As NPQ notes the passing of 2011 and the beginnings of 2012, we want to note some trends that we think will span the two years and have profound implications for civil society, at least in the near future. These trends are overarching, and not simply about nonprofits; they have to do with the relationship between people/communities and institutions such as government and corporations, and even nonprofits. They have to do with civil society—and citizen (understood in its broadest sense) action.
Time Magazine last year declared “the protestor” person of the year, and this resonates. People all over the world have taken to the streets—and also to their computers—to challenge political, economic, and social structures that are less than accountable and at times deadly to spirit as well as body. And yet there is every likelihood that only the surface of this trend has been scratched, and this wave of citizen action may yet take on any number of additional diverse but interconnected issues.
Below we will lay out some of the more powerful trends we are seeing as we end 2011, but we acknowledge that we have missed any number of important threads of the fabric. We know that our observations are colored by where we sit, so we ask you to weigh in, too, on trends you think we have missed—or elaborate or correct us on those that we have sketched out below. We are very interested in your predictions.
1. Growing income inequity—number of those in poverty in U.S. highest ever
When the new U.S. Census figures were published in mid-September, they showed what many of us already knew too well. The headline was that the number of people (more than 46 million) living in poverty in the United States was the highest ever recorded in the 52 years that the Census Bureau has been tracking the statistics.
And, not surprisingly, that poverty is not the equal opportunity kind, beingfar higher for blacks, at 27.4 percent, and for Hispanics, at 26.6 percent, than for the overall population, which is at 15.1 percent—and especially compared to whites, whose rate of poverty is now at 9.9 percent.

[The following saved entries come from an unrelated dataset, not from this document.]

use anyhow::Result;

use crate::error::{err_exit_code as make_err, PmoExitCode};

/// Captures the call site as a string for use as anyhow context, e.g.
/// `.context(here!())?`.
#[macro_export]
macro_rules! here {
    () => {
        concat!(file!(), ":", line!(), ":", column!())
    };
}

pub use crate::here;

/// Returns an error tagged with the given exit code and message, building
/// a classified, user-facing error.
pub fn err_exit_code<T>(code: PmoExitCode, message: &str) -> Result<T> {
    make_err(code, message)
}
use std::path::PathBuf;

use anyhow::{Context, Result};

use crate::here;

/// Runtime configuration, parsed once from the process argv via
/// `pico-args`.
#[derive(Debug, Clone)]
pub struct Config {
    pub path_input_image: Option<PathBuf>,
    pub path_bitstream: Option<PathBuf>,
    pub path_output_image: Option<PathBuf>,

    /// example-search window size (side length of the causal search window).
    pub ex_win: u32,
    /// max number of candidates retained per example-search basic parameter map.
    pub ex_num: u32,
    /// adaptive-prediction training window size.
    pub pr_win: u32,
    /// max number of candidates retained per adaptive-prediction basic parameter map.
    pub pr_num: u32,
    /// number of context parameter units (feature buckets).
    pub cs_num: u32,
    /// template patch radius.
    pub tp_rad: u32,
    /// example-search distance penalty weight.
    pub tp_wgt: f64,
}

impl Default for Config {
    fn default() -> Self {
        Config {
            path_input_image: None,
            path_bitstream: None,
            path_output_image: None,
            ex_win: 80,
            ex_num: 64,
            pr_win: 10,
            pr_num: 25,
            cs_num: 16,
            tp_rad: 3,
            tp_wgt: 0.030,
        }
    }
}

impl Config {
    /// Parses CLI flags out of raw process arguments (excluding argv[0]):
    /// `-i/--input -b/--bitstream -o/--output -s/--ex_win -e/--ex_num
    /// -t/--pr_win -p/--pr_num -c/--cs_num -r/--tp_rad -w/--tp_wgt`.
    pub fn parse(raw_args: Vec<std::ffi::OsString>) -> Result<Self> {
        let mut parser = pico_args::Arguments::from_vec(raw_args);
        let mut cfg = Config::default();

        cfg.path_input_image = parser
            .opt_value_from_str(["-i", "--input"])
            .context(here!())?;
        cfg.path_bitstream = parser
            .opt_value_from_str(["-b", "--bitstream"])
            .context(here!())?;
        cfg.path_output_image = parser
            .opt_value_from_str(["-o", "--output"])
            .context(here!())?;

        if let Some(v) = parser
            .opt_value_from_str::<_, u32>(["-s", "--ex_win"])
            .context(here!())?
        {
            cfg.ex_win = v;
        }
        if let Some(v) = parser
            .opt_value_from_str::<_, u32>(["-e", "--ex_num"])
            .context(here!())?
        {
            cfg.ex_num = v;
        }
        if let Some(v) = parser
            .opt_value_from_str::<_, u32>(["-t", "--pr_win"])
            .context(here!())?
        {
            cfg.pr_win = v;
        }
        if let Some(v) = parser
            .opt_value_from_str::<_, u32>(["-p", "--pr_num"])
            .context(here!())?
        {
            cfg.pr_num = v;
        }
        if let Some(v) = parser
            .opt_value_from_str::<_, u32>(["-c", "--cs_num"])
            .context(here!())?
        {
            cfg.cs_num = v;
        }
        if let Some(v) = parser
            .opt_value_from_str::<_, u32>(["-r", "--tp_rad"])
            .context(here!())?
        {
            cfg.tp_rad = v;
        }
        if let Some(v) = parser
            .opt_value_from_str::<_, f64>(["-w", "--tp_wgt"])
            .context(here!())?
        {
            cfg.tp_wgt = v;
        }

        let remaining = parser.finish();
        if !remaining.is_empty() {
            anyhow::bail!("unrecognized arguments: {:?}", remaining);
        }

        Ok(cfg)
    }

    /// True when a bitstream is being produced from a source image.
    pub fn is_encoder(&self) -> bool {
        self.path_input_image.is_some() && self.path_bitstream.is_some()
    }

    /// True when an image is being reconstructed from a bitstream.
    pub fn is_decoder(&self) -> bool {
        self.path_bitstream.is_some() && self.path_output_image.is_some()
    }

    /// Rejects out-of-range tuning parameters before the pipeline starts:
    /// a zero template radius or zero context units has no sensible
    /// meaning (there would be no causal neighborhood to estimate from,
    /// or nowhere to put a pixel's mixture parameters).
    pub fn validate(&self) -> Result<()> {
        if self.tp_rad == 0 {
            return crate::helpers::err_exit_code(
                crate::error::PmoExitCode::InvalidConfiguration,
                "tp_rad (template radius) must be >= 1",
            );
        }
        if self.cs_num == 0 {
            return crate::helpers::err_exit_code(
                crate::error::PmoExitCode::InvalidConfiguration,
                "cs_num (number of context units) must be >= 1",
            );
        }
        if self.ex_num + self.pr_num == 0 {
            return crate::helpers::err_exit_code(
                crate::error::PmoExitCode::InvalidConfiguration,
                "ex_num + pr_num (candidate list capacity) must be >= 1",
            );
        }
        Ok(())
    }
}

#[cfg(test)]
mod test {
    use super::*;

    fn args(v: &[&str]) -> Vec<std::ffi::OsString> {
        v.iter().map(std::ffi::OsString::from).collect()
    }

    #[test]
    fn test_defaults() {
        let cfg = Config::parse(args(&["-i", "in.pgm", "-b", "out.bin"])).unwrap();
        assert_eq!(cfg.ex_win, 80);
        assert_eq!(cfg.ex_num, 64);
        assert_eq!(cfg.pr_win, 10);
        assert_eq!(cfg.pr_num, 25);
        assert_eq!(cfg.cs_num, 16);
        assert_eq!(cfg.tp_rad, 3);
        assert!((cfg.tp_wgt - 0.030).abs() < 1e-12);
        assert!(cfg.is_encoder());
        assert!(!cfg.is_decoder());
    }

    #[test]
    fn test_overrides() {
        let cfg = Config::parse(args(&["-b", "x.bin", "-o", "out.pgm", "--tp_rad", "5"])).unwrap();
        assert_eq!(cfg.tp_rad, 5);
        assert!(cfg.is_decoder());
        assert!(!cfg.is_encoder());
    }

    #[test]
    fn test_validate_accepts_defaults() {
        assert!(Config::default().validate().is_ok());
    }

    #[test]
    fn test_validate_rejects_zero_template_radius() {
        let cfg = Config {
            tp_rad: 0,
            ..Config::default()
        };
        assert!(cfg.validate().is_err());
    }

    #[test]
    fn test_validate_rejects_zero_context_units() {
        let cfg = Config {
            cs_num: 0,
            ..Config::default()
        };
        assert!(cfg.validate().is_err());
    }

    #[test]
    fn test_validate_rejects_zero_candidate_capacity() {
        let cfg = Config {
            ex_num: 0,
            pr_num: 0,
            ..Config::default()
        };
        assert!(cfg.validate().is_err());
    }
}
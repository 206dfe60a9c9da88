use super::point::Point;

/// A fixed, causal-only neighborhood shape used by both the example-search
/// estimator and each of the 25 adaptive-prediction predictors: a diamond
/// or a (possibly rotated) ellipse, enumerated in strict row-major order
/// (`y` from `-range` to `0`, `x` from `-range` to `range`) with a
/// Gaussian weight per point normalized to sum to 1.
///
/// Enumeration order is load-bearing: it is the order the adaptive
/// predictor's weighted least squares sees its regressors in, and must
/// match bit-for-bit between encoder and decoder.
#[derive(Debug, Clone)]
pub struct TemplatePatch {
    points: Vec<Point>,
    weights: Vec<f64>,
}

impl TemplatePatch {
    pub fn points(&self) -> &[Point] {
        &self.points
    }

    pub fn weights(&self) -> &[f64] {
        &self.weights
    }

    pub fn len(&self) -> usize {
        self.points.len()
    }

    pub fn is_empty(&self) -> bool {
        self.points.is_empty()
    }

    /// A diamond of taxicab radius `radius`: `|x| + |y| <= radius`.
    pub fn diamond(radius: i32, weight_sd: f64) -> TemplatePatch {
        Self::build(radius, weight_sd, |x, y| x.abs() + y.abs() <= radius)
    }

    /// An ellipse with semi-axes `(rx, ry)` rotated by `angle` radians
    /// (applied as an inverse rotation to the test point, so the ellipse
    /// itself rotates by `+angle`).
    pub fn ellipse(rx: f64, ry: f64, angle: f64, weight_sd: f64) -> TemplatePatch {
        let range = rx.max(ry).ceil() as i32;
        let (s, c) = angle.sin_cos();
        Self::build(range, weight_sd, |x, y| {
            let xf = x as f64;
            let yf = y as f64;
            // rotate by -angle to test against the axis-aligned ellipse
            let xr = xf * c + yf * s;
            let yr = -xf * s + yf * c;
            (xr * xr) / (rx * rx) + (yr * yr) / (ry * ry) <= 1.0
        })
    }

    fn build(range: i32, weight_sd: f64, test: impl Fn(i32, i32) -> bool) -> TemplatePatch {
        let mut points = Vec::new();
        let mut weights = Vec::new();
        let scale = 1.0 / (2.0 * weight_sd * weight_sd);

        for y in -range..=0 {
            for x in -range..=range {
                let causal = y < 0 || (y == 0 && x < 0);
                if !causal {
                    continue;
                }
                if !test(x, y) {
                    continue;
                }
                points.push(Point::new(x, y));
                // r is taxicab distance, per the weight formula's `r = |x|+|y|`.
                let r = (x.abs() + y.abs()) as f64;
                weights.push((-r * r * scale).exp());
            }
        }

        let sum: f64 = weights.iter().sum();
        assert!(sum > 0.0, "template patch must contain at least one point");
        for w in &mut weights {
            *w /= sum;
        }

        TemplatePatch { points, weights }
    }
}

#[cfg(test)]
mod test {
    use super::*;

    #[test]
    fn test_diamond_is_causal_and_normalized() {
        let tp = TemplatePatch::diamond(3, 3.0);
        assert!(!tp.is_empty());
        for p in tp.points() {
            assert!(p.y < 0 || (p.y == 0 && p.x < 0));
            assert!(p.x.abs() + p.y.abs() <= 3);
        }
        let sum: f64 = tp.weights().iter().sum();
        assert!((sum - 1.0).abs() < 1e-9);
    }

    #[test]
    fn test_ellipse_is_causal_and_normalized() {
        let tp = TemplatePatch::ellipse(6.7, 1.3, std::f64::consts::PI / 9.0, 2.0);
        assert!(!tp.is_empty());
        for p in tp.points() {
            assert!(p.y < 0 || (p.y == 0 && p.x < 0));
        }
        let sum: f64 = tp.weights().iter().sum();
        assert!((sum - 1.0).abs() < 1e-9);
    }

    #[test]
    fn test_enumeration_order_is_row_major() {
        let tp = TemplatePatch::diamond(2, 2.0);
        let mut last = (i32::MIN, i32::MIN);
        for p in tp.points() {
            assert!((p.y, p.x) > last);
            last = (p.y, p.x);
        }
    }
}
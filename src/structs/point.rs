/// Integer 2D coordinate, causal raster order (`y` increases downward).
#[derive(Debug, Clone, Copy, PartialEq, Eq, Hash)]
pub struct Point {
    pub x: i32,
    pub y: i32,
}

impl Point {
    pub fn new(x: i32, y: i32) -> Self {
        Point { x, y }
    }

    /// Clips each coordinate to be >= the corresponding coordinate of `lo`.
    pub fn clip_min(self, lo: Point) -> Point {
        Point::new(self.x.max(lo.x), self.y.max(lo.y))
    }

    /// Clips each coordinate to be <= the corresponding coordinate of `hi`.
    pub fn clip_max(self, hi: Point) -> Point {
        Point::new(self.x.min(hi.x), self.y.min(hi.y))
    }

    /// Half-open containment test: `tl <= self < br` componentwise.
    pub fn isin(self, tl: Point, br: Point) -> bool {
        self.x >= tl.x && self.x < br.x && self.y >= tl.y && self.y < br.y
    }

}

impl std::ops::Add for Point {
    type Output = Point;
    fn add(self, rhs: Point) -> Point {
        Point::new(self.x + rhs.x, self.y + rhs.y)
    }
}

impl std::ops::Sub for Point {
    type Output = Point;
    fn sub(self, rhs: Point) -> Point {
        Point::new(self.x - rhs.x, self.y - rhs.y)
    }
}

/// Half-open axis-aligned rectangle `[begin, end)`.
#[derive(Debug, Clone, Copy, PartialEq, Eq)]
pub struct Rect {
    pub begin: Point,
    pub end: Point,
}

impl Rect {
    pub fn new(begin: Point, end: Point) -> Self {
        Rect { begin, end }
    }

    pub fn width(&self) -> i32 {
        (self.end.x - self.begin.x).max(0)
    }

    pub fn height(&self) -> i32 {
        (self.end.y - self.begin.y).max(0)
    }

    pub fn is_empty(&self) -> bool {
        self.width() == 0 || self.height() == 0
    }
}

/// The causal neighborhood of a pixel under raster-scan order: the
/// rectangle of already-coded rows strictly above, plus the run of
/// already-coded pixels on the same row to the left. Both sub-rectangles
/// are clipped to image bounds and a `window_size`-wide/tall box centered
/// on `p`.
pub struct CausalArea {
    pub window_above: Rect,
    pub window_left: Rect,
}

impl CausalArea {
    /// `window_size` is the side length of the (square) search window;
    /// the above-window spans the full horizontal window width, the
    /// left-window is restricted to the current row.
    pub fn locate(p: Point, window_size: i32, image_size: Point) -> CausalArea {
        let half = window_size / 2;

        let above_begin = Point::new(p.x - half, p.y - window_size).clip_min(Point::new(0, 0));
        let above_end = Point::new(p.x + half + 1, p.y).clip_max(image_size);
        let window_above = Rect::new(above_begin, above_end.clip_min(above_begin));

        let left_begin = Point::new((p.x - window_size).max(0), p.y);
        let left_end = Point::new(p.x, p.y + 1);
        let window_left = Rect::new(left_begin, left_end.clip_min(left_begin));

        CausalArea {
            window_above,
            window_left,
        }
    }

    /// Total number of pixels covered by both sub-rectangles.
    pub fn size(&self) -> usize {
        (self.window_above.width() * self.window_above.height()
            + self.window_left.width() * self.window_left.height()) as usize
    }

    /// Visits every point in the causal area, above-window first, then
    /// left-window, both in row-major order.
    pub fn for_each<F: FnMut(Point)>(&self, mut f: F) {
        for y in self.window_above.begin.y..self.window_above.end.y {
            for x in self.window_above.begin.x..self.window_above.end.x {
                f(Point::new(x, y));
            }
        }
        for y in self.window_left.begin.y..self.window_left.end.y {
            for x in self.window_left.begin.x..self.window_left.end.x {
                f(Point::new(x, y));
            }
        }
    }
}

#[cfg(test)]
mod test {
    use super::*;

    #[test]
    fn test_isin() {
        let p = Point::new(2, 3);
        assert!(p.isin(Point::new(0, 0), Point::new(10, 10)));
        assert!(!p.isin(Point::new(3, 0), Point::new(10, 10)));
        assert!(!p.isin(Point::new(0, 0), Point::new(2, 10)));
    }

    #[test]
    fn test_causal_area_excludes_future() {
        let image_size = Point::new(16, 16);
        let p = Point::new(8, 8);
        let area = CausalArea::locate(p, 6, image_size);
        let mut count = 0;
        area.for_each(|q| {
            assert!(q.y < p.y || (q.y == p.y && q.x < p.x));
            count += 1;
        });
        assert_eq!(count, area.size());
    }

    #[test]
    fn test_causal_area_clips_to_bounds() {
        let image_size = Point::new(16, 16);
        let p = Point::new(0, 0);
        let area = CausalArea::locate(p, 6, image_size);
        assert_eq!(area.size(), 0);
    }
}
use std::sync::Mutex;

use super::image::Image;
use super::point::Point;

/// A single estimator result: a dissimilarity `cost`, the resulting
/// predicted value `peak`, and which estimator produced it (`flag`: `0`
/// for example search, `1` for adaptive prediction).
#[derive(Debug, Clone, Copy, PartialEq)]
pub struct BasicParameter {
    pub cost: f64,
    pub peak: f64,
    pub flag: u8,
}

impl BasicParameter {
    pub fn new(cost: f64, peak: f64, flag: u8) -> Self {
        BasicParameter { cost, peak, flag }
    }
}

/// A bounded, cost-sorted (ascending) candidate list for a single pixel,
/// shared across estimator threads behind a mutex.
#[derive(Debug, Default)]
pub struct BasicParameterUnit {
    params: Mutex<Vec<BasicParameter>>,
}

impl BasicParameterUnit {
    pub fn new() -> Self {
        BasicParameterUnit {
            params: Mutex::new(Vec::new()),
        }
    }

    /// Inserts `param` maintaining ascending-cost order, capped at
    /// `max_num_params`: once full, a candidate is only admitted if its
    /// cost is <= the current worst (last) entry, which is then evicted.
    pub fn insert(&self, param: BasicParameter, max_num_params: usize) {
        let mut params = self.params.lock().unwrap();

        if params.len() >= max_num_params {
            if let Some(worst) = params.last() {
                if param.cost > worst.cost {
                    return;
                }
            }
            params.pop();
        }

        let pos = params.partition_point(|p| p.cost <= param.cost);
        params.insert(pos, param);
    }

    pub fn params(&self) -> Vec<BasicParameter> {
        self.params.lock().unwrap().clone()
    }

    pub fn len(&self) -> usize {
        self.params.lock().unwrap().len()
    }

    pub fn is_empty(&self) -> bool {
        self.len() == 0
    }

    pub fn best(&self) -> Option<BasicParameter> {
        self.params.lock().unwrap().first().copied()
    }
}

/// Per-pixel grid of `BasicParameterUnit`s, one per pixel in the image.
pub struct BasicParameterMap {
    units: Image<BasicParameterUnitCell>,
    max_num_params: usize,
}

/// `Image<T>` requires `Default`; `BasicParameterUnit` wraps a mutex so it
/// can't derive `Clone`, which `Image::new` needs for its fill value. This
/// thin cell sidesteps that by constructing each cell lazily via
/// `from_vec` instead of `new`.
#[derive(Debug, Default)]
pub struct BasicParameterUnitCell(BasicParameterUnit);

impl Clone for BasicParameterUnitCell {
    fn clone(&self) -> Self {
        BasicParameterUnitCell(BasicParameterUnit::new())
    }
}

impl BasicParameterMap {
    pub fn new(width: i32, height: i32, max_num_params: usize) -> Self {
        let count = (width as usize) * (height as usize);
        let data = (0..count)
            .map(|_| BasicParameterUnitCell(BasicParameterUnit::new()))
            .collect();
        BasicParameterMap {
            units: Image::from_vec(width, height, data),
            max_num_params,
        }
    }

    pub fn insert(&self, p: Point, param: BasicParameter) {
        self.units.get(p).0.insert(param, self.max_num_params);
    }

    pub fn unit(&self, p: Point) -> &BasicParameterUnit {
        &self.units.get(p).0
    }

    pub fn best(&self, p: Point) -> Option<BasicParameter> {
        self.unit(p).best()
    }
}

#[cfg(test)]
mod test {
    use super::*;

    #[test]
    fn test_bounded_sorted_insert() {
        let unit = BasicParameterUnit::new();
        for cost in [5.0, 1.0, 3.0, 2.0, 4.0] {
            unit.insert(BasicParameter::new(cost, 0.0, 0), 3);
        }
        let params = unit.params();
        assert_eq!(params.len(), 3);
        let costs: Vec<f64> = params.iter().map(|p| p.cost).collect();
        assert_eq!(costs, vec![1.0, 2.0, 3.0]);
    }

    #[test]
    fn test_rejects_worse_than_full_capacity() {
        let unit = BasicParameterUnit::new();
        unit.insert(BasicParameter::new(1.0, 0.0, 0), 1);
        unit.insert(BasicParameter::new(5.0, 0.0, 0), 1);
        assert_eq!(unit.best().unwrap().cost, 1.0);
    }

    #[test]
    fn test_map_per_pixel_independence() {
        let map = BasicParameterMap::new(4, 4, 2);
        map.insert(Point::new(0, 0), BasicParameter::new(1.0, 10.0, 0));
        map.insert(Point::new(1, 0), BasicParameter::new(2.0, 20.0, 1));
        assert_eq!(map.best(Point::new(0, 0)).unwrap().peak, 10.0);
        assert_eq!(map.best(Point::new(1, 0)).unwrap().peak, 20.0);
    }
}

Meanwhile, according to a Pew study, the wealth gap between younger and older Americans is wider than it has ever been. In fact, using census data, the study shows that the typical household, which is headed by someone 65 or older, has a median net worth of $170,494—47 times the median net worth ($3,662) of a household headed by someone under 35. This gap is double what it was even five years ago, and is believed to be the highest it has ever been, even pre-dating record keeping on the topic.
These figures no doubt helped sow the seeds for OWS.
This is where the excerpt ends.